I wish I had an answer. The thoughts that come to mind include not allowing the government at any level to get involved in the actual rebuilding beyond the level of funding where necessary and maintaining basic safety measures. Governments like uniformity and manageability, New Orleans isn't about either of those.
At the same time, I could see disincentizing the use of the big building corporations (home and corporate) in the rebuilding of the city, emphasize the development of local building industry.
Some of that may be pie in the sky, but the more bigness is introduced into New Orleans the less the new New Orleans will be.

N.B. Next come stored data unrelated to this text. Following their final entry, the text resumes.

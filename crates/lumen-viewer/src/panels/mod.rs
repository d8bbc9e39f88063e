//! GUI panels for the viewer

mod control_panel;

pub use control_panel::{control_panel, ControlPanelView};
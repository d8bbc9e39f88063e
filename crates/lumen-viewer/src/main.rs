//! Lumen Viewer - shadow-casting multi-light scene viewer
//!
//! Usage:
//!   lumen-viewer [--config <lumen.toml>] [--scene <mesh>] [--resources <dir>]

use anyhow::{Context, Result};
use clap::Parser;
use lumen_viewer::{ConfigOverrides, LumenApp, ViewerConfig};
use std::path::PathBuf;
use winit::event_loop::{ControlFlow, EventLoop};

#[derive(Parser)]
#[command(name = "lumen-viewer")]
#[command(about = "Lumen viewer - multi-light shadow rendering with a minimap and control panel")]
struct Args {
    /// Path to a TOML configuration file
    #[arg(long)]
    config: Option<PathBuf>,

    /// Scene mesh, relative to the resource directory
    #[arg(long)]
    scene: Option<PathBuf>,

    /// Resource directory
    #[arg(long)]
    resources: Option<PathBuf>,

    /// Shadow map side length in texels
    #[arg(long)]
    shadow_resolution: Option<u32>,

    #[arg(long)]
    width: Option<u32>,

    #[arg(long)]
    height: Option<u32>,

    /// Launch in fullscreen mode
    #[arg(long)]
    fullscreen: bool,

    /// Log filter used when RUST_LOG is unset
    #[arg(long, default_value = "info")]
    log_level: String,
}

fn main() -> Result<()> {
    let args = Args::parse();

    env_logger::Builder::from_env(env_logger::Env::default().default_filter_or(args.log_level.as_str()))
        .init();

    let overrides = ConfigOverrides {
        scene: args.scene,
        resources: args.resources,
        shadow_resolution: args.shadow_resolution,
        width: args.width,
        height: args.height,
        fullscreen: args.fullscreen,
    };
    let config = ViewerConfig::resolve(args.config.as_deref(), &overrides)
        .context("Failed to load configuration")?;

    println!("Scene: {}", config.resource_path(&config.scene).display());
    println!();
    println!("Controls:");
    println!("  WASD       - Move");
    println!("  Space / C  - Up / Down");
    println!("  Shift/Alt  - Fast / Slow");
    println!("  Left drag  - Look");
    println!("  V          - Toggle fly / third person");
    println!("  1-4        - Fly, third person, minimap, light camera");
    println!("  M          - Toggle minimap");
    println!("  F11        - Toggle fullscreen");
    println!("  Escape     - Exit");

    let event_loop = EventLoop::new()?;
    event_loop.set_control_flow(ControlFlow::Poll);

    let mut app = LumenApp::new(config);
    event_loop.run_app(&mut app)?;

    if let Some(err) = app.take_startup_error() {
        return Err(err);
    }
    Ok(())
}
//! Mini Cache - A minimal networked key-value cache
//!
//! Server binary: listens for line-oriented commands over TCP.

use anyhow::Context;
use tokio::net::TcpListener;
use tokio::signal;
use tracing::info;
use tracing_subscriber::{layer::SubscriberExt, util::SubscriberInitExt};

use mini_cache::server::serve;
use mini_cache::{AppState, Config};

/// Main entry point for the Mini Cache server.
///
/// # Startup Sequence
/// 1. Initialize tracing subscriber for logging
/// 2. Load configuration from environment variables
/// 3. Create the shared store
/// 4. Bind the TCP listener on the configured address
/// 5. Serve connections until SIGINT/SIGTERM
#[tokio::main]
async fn main() -> anyhow::Result<()> {
    // Defaults to "info" level, can be overridden with RUST_LOG env var
    tracing_subscriber::registry()
        .with(
            tracing_subscriber::EnvFilter::try_from_default_env()
                .unwrap_or_else(|_| "mini_cache=info".into()),
        )
        .with(tracing_subscriber::fmt::layer())
        .init();

    info!("Starting Mini Cache Server");

    let config = Config::from_env();
    info!(
        "Configuration loaded: host={}, port={}, max_line_length={}",
        config.server_host, config.server_port, config.max_line_length
    );

    let state = AppState::default();

    let address = config.address();
    let listener = TcpListener::bind(&address)
        .await
        .with_context(|| format!("failed to bind {}", address))?;
    info!("Server listening on {}", listener.local_addr()?);

    serve(listener, state, config.max_line_length, shutdown_signal()).await;

    info!("Server shutdown complete");
    Ok(())
}

/// Waits for shutdown signal (Ctrl+C or SIGTERM).
async fn shutdown_signal() {
    let ctrl_c = async {
        signal::ctrl_c()
            .await
            .expect("Failed to install Ctrl+C handler");
    };

    #[cfg(unix)]
    let terminate = async {
        signal::unix::signal(signal::unix::SignalKind::terminate())
            .expect("Failed to install SIGTERM handler")
            .recv()
            .await;
    };

    #[cfg(not(unix))]
    let terminate = std::future::pending::<()>();

    tokio::select! {
        _ = ctrl_c => {
            info!("Received Ctrl+C, initiating shutdown...");
        }
        _ = terminate => {
            info!("Received SIGTERM, initiating shutdown...");
        }
    }
}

Louis N Proyect - 9/11/2005

New Orleans was a response to the imperative to trade. Don't recall the title of the book I noted at the Labyrinth bookstore near Columbia recently, but it was focused on the centrality of New Orleans in the cotton and slave trade.

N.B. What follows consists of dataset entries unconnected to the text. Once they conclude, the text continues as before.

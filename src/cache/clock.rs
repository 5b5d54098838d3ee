//! Clock Module
//!
//! Time sources the store stamps entries with.

use std::fmt::Debug;
use std::sync::{Arc, Mutex, PoisonError};
use std::time::Duration;

use chrono::{DateTime, TimeDelta, Utc};

// == Clock Trait ==
/// Source of the current wall-clock time.
pub trait Clock: Send + Sync + Debug {
    /// Returns the current time.
    fn now(&self) -> DateTime<Utc>;
}

// == System Clock ==
/// Reads the host's wall clock.
#[derive(Debug, Clone, Copy, Default)]
pub struct SystemClock;

impl Clock for SystemClock {
    fn now(&self) -> DateTime<Utc> {
        Utc::now()
    }
}

// == Manual Clock ==
/// A clock that only moves when told to.
///
/// Clones share the same underlying time, so a test can hand one clone to
/// a store and keep another to advance it.
#[derive(Debug, Clone)]
pub struct ManualClock {
    now: Arc<Mutex<DateTime<Utc>>>,
}

impl ManualClock {
    /// Creates a clock frozen at `start`.
    pub fn new(start: DateTime<Utc>) -> Self {
        Self {
            now: Arc::new(Mutex::new(start)),
        }
    }

    /// Moves the clock forward by `by`.
    ///
    /// Steps that do not fit in the representable time range are ignored.
    pub fn advance(&self, by: Duration) {
        let Ok(delta) = TimeDelta::from_std(by) else {
            return;
        };
        let mut now = self.now.lock().unwrap_or_else(PoisonError::into_inner);
        if let Some(next) = now.checked_add_signed(delta) {
            *now = next;
        }
    }
}

impl Default for ManualClock {
    fn default() -> Self {
        Self::new(Utc::now())
    }
}

impl Clock for ManualClock {
    fn now(&self) -> DateTime<Utc> {
        *self.now.lock().unwrap_or_else(PoisonError::into_inner)
    }
}

// == Unit Tests ==
#[cfg(test)]
mod tests {
    use super::*;

    #[test]
    fn test_system_clock_moves_forward() {
        let clock = SystemClock;
        let first = clock.now();
        let second = clock.now();
        assert!(second >= first);
    }

    #[test]
    fn test_manual_clock_is_frozen() {
        let clock = ManualClock::default();
        assert_eq!(clock.now(), clock.now());
    }

    #[test]
    fn test_manual_clock_advance() {
        let start = Utc::now();
        let clock = ManualClock::new(start);

        clock.advance(Duration::from_millis(1500));

        assert_eq!(clock.now() - start, TimeDelta::milliseconds(1500));
    }

    #[test]
    fn test_manual_clock_clones_share_time() {
        let clock = ManualClock::default();
        let handle = clock.clone();

        handle.advance(Duration::from_secs(10));

        assert_eq!(clock.now(), handle.now());
    }
}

Nearly every "great" American city was built in defiance of sound ecological principles.

Chicago rests on the rotting corpses of the bison and the senseless transformation of the prairies into grazing land for cattle.

The new cities of the Southwest can only exist by diverting precious water so that suburban lawns can flourish and so that office buildings can be properly air-conditioned.

For all you need to know about L.A., read Mike Davis's "City of Quartz," despite the reactionary critics who tried to do a Ward Churchill on him.

New York is an abject lesson in how capitalism refuses to dispose of trash in a way that respects nature and future growth.

Karl Marx called for the reintegration of town and country in Communist Manifesto. He was right, y'know.


John H. Lederer - 9/11/2005

Virgin white pine is a dream wood for woodworkers. Uniform grain gave it an ease in carving, milling, turning, and clefting, that is unequalled. Fast seasoning made it an easy wood to process.

In the last half of the 1800's huge rafts of first white pine logs and then milled boards were sent down the rivers from the upper midwest to New Orleans and other river cities. Some rafts had cook shacks and quarters built on them for the raft crew.

Mark Twain described them:
"I remember the annual processions of mighty rafts that used to glide by Hannibal when I was a boy,-- an acre or so of white, sweet-smelling boards in each raft, a crew of two dozen men or more, three or four wigwams scattered about the raft's vast level space for storm-quarters,--and I remember the rude ways and the tremendous talk of their big crews, the ex-keelboatmen and their admiringly patterning successors; for we used to swim out a quarter or third of a mile and get on these rafts and have a ride."

The court house in Prairie du Chien Wisconsin has a photograph of a raft with a two story house built on it for the crew, complete with porch.

This economically available wood influenced the architecture of Misissippi and Louisiana along the river. New Orlean's growth between the Civil War and WWI relied on white pine: clapboard, turned columns, fret work, floors.


Today, because of improvements of transportation, we do not have such disparities in the availability of materials. I went to Home Depot to buy some lumber a few days ago. It came from Sweden, indicating that with lower transportation costs and twisted tariffs, one can make money sending coal to Newcastle.

Leaving New Orleans to its own devices is likely to result in a monotonous city, indistinguishable from tracts of housing in New Jersey or California.




Jonathan Dresner - 9/11/2005

Oh, well then. Never mind. Obviously if the "interesting" sections of the city are fine, then there's nothing to worry about. Let the bulldozers roll! Modernism to the rescue!

Not.


Sergio Ramirez - 9/11/2005

As someone who has personally experienced the city, I'm very sad for the people who've lost so much there. In terms of architecture and history, however, there was little of interest outside of the above mentioned areas, most of which will survive. Much of the city was a disgrace before the flood.


Dale B. Light - 9/11/2005

Fortunately the most architecturally interesting parts of the city were for the most part the least affected by the flood. The French Quarter, for instance, was largely spared.